Return a copy of every line in the records that includes the word "List".

---+---

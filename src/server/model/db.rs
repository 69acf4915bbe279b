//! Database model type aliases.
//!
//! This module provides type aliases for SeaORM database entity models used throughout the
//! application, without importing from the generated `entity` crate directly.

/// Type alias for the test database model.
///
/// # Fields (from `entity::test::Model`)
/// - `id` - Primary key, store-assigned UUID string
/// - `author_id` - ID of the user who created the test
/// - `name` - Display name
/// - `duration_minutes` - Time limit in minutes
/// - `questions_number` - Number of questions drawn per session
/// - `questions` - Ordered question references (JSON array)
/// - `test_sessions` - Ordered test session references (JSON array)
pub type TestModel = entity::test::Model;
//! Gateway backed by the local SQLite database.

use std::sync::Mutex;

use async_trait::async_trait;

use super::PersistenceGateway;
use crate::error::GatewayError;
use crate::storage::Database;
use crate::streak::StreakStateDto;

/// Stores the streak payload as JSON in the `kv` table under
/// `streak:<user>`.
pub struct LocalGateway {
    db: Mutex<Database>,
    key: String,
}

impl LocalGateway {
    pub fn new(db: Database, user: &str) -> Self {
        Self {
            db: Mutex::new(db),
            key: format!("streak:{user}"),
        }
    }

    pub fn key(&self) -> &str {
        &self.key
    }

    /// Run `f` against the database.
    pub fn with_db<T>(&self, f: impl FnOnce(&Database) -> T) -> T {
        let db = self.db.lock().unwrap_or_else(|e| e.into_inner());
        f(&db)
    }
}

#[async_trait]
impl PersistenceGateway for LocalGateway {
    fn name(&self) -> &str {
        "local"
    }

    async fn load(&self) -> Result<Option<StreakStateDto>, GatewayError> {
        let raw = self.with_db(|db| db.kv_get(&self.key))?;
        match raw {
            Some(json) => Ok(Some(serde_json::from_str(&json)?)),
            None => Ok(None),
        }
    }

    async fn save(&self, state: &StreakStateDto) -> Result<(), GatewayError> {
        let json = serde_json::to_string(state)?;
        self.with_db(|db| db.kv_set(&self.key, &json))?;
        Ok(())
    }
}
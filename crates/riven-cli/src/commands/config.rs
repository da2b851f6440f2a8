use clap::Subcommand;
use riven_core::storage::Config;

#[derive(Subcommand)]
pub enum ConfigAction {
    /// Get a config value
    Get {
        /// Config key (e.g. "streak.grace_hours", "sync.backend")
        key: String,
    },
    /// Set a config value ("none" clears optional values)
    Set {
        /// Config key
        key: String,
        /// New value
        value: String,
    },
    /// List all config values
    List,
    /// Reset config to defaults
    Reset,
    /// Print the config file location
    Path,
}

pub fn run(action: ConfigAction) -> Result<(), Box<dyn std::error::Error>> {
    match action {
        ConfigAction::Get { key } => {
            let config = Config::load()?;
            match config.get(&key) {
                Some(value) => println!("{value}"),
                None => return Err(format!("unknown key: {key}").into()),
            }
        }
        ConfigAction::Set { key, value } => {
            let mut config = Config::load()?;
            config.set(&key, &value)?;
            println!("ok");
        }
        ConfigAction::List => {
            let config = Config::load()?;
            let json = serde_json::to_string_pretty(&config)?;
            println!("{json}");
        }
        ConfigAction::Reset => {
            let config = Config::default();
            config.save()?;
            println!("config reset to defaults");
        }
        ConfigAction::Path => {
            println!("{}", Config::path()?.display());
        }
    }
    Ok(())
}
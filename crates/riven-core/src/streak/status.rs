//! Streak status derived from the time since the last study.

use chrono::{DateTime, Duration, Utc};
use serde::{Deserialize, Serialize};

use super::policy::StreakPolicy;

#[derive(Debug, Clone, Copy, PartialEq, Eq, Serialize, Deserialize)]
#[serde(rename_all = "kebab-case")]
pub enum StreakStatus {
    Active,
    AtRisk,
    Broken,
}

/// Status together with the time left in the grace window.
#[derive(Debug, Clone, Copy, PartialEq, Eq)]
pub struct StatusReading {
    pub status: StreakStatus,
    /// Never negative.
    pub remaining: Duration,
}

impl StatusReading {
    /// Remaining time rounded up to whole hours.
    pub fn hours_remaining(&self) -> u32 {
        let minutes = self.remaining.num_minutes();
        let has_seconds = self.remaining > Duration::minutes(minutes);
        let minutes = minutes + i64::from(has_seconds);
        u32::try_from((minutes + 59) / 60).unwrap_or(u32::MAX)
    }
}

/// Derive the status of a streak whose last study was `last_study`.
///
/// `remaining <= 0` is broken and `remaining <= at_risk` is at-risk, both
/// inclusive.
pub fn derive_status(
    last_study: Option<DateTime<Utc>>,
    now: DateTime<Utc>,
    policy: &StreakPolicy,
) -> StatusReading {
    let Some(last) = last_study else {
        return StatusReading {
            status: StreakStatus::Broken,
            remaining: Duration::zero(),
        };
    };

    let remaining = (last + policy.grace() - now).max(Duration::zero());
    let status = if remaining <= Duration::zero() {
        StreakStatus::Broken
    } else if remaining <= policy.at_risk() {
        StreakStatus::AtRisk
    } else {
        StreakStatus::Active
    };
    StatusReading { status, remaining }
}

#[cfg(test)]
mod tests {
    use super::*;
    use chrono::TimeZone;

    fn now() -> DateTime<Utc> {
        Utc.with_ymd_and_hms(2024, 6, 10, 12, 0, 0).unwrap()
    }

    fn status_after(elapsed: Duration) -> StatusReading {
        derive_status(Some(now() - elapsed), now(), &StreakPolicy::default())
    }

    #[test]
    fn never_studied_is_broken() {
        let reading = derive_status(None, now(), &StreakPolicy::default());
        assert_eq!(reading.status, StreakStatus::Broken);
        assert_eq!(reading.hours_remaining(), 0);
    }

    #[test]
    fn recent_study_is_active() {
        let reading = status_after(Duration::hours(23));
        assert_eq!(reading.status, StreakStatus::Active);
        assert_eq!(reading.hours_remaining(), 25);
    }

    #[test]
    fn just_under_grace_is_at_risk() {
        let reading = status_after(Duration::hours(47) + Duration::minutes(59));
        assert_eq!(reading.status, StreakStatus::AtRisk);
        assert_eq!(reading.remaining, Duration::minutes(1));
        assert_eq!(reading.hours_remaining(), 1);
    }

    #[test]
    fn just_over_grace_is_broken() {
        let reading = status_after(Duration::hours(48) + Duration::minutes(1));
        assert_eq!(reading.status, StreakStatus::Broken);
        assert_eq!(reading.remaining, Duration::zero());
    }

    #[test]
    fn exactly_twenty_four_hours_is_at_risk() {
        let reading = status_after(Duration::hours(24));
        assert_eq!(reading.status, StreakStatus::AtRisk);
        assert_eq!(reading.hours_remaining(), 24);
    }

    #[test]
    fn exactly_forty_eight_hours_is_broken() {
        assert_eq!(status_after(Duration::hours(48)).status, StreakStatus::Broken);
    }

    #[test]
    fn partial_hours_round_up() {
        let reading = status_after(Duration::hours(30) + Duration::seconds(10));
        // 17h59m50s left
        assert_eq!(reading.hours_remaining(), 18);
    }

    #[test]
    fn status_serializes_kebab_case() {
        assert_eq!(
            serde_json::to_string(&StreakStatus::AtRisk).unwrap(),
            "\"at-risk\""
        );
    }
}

---+---

--- EXERCISE OUTPUT ---
    /// List all config values
    List,
        ConfigAction::List => {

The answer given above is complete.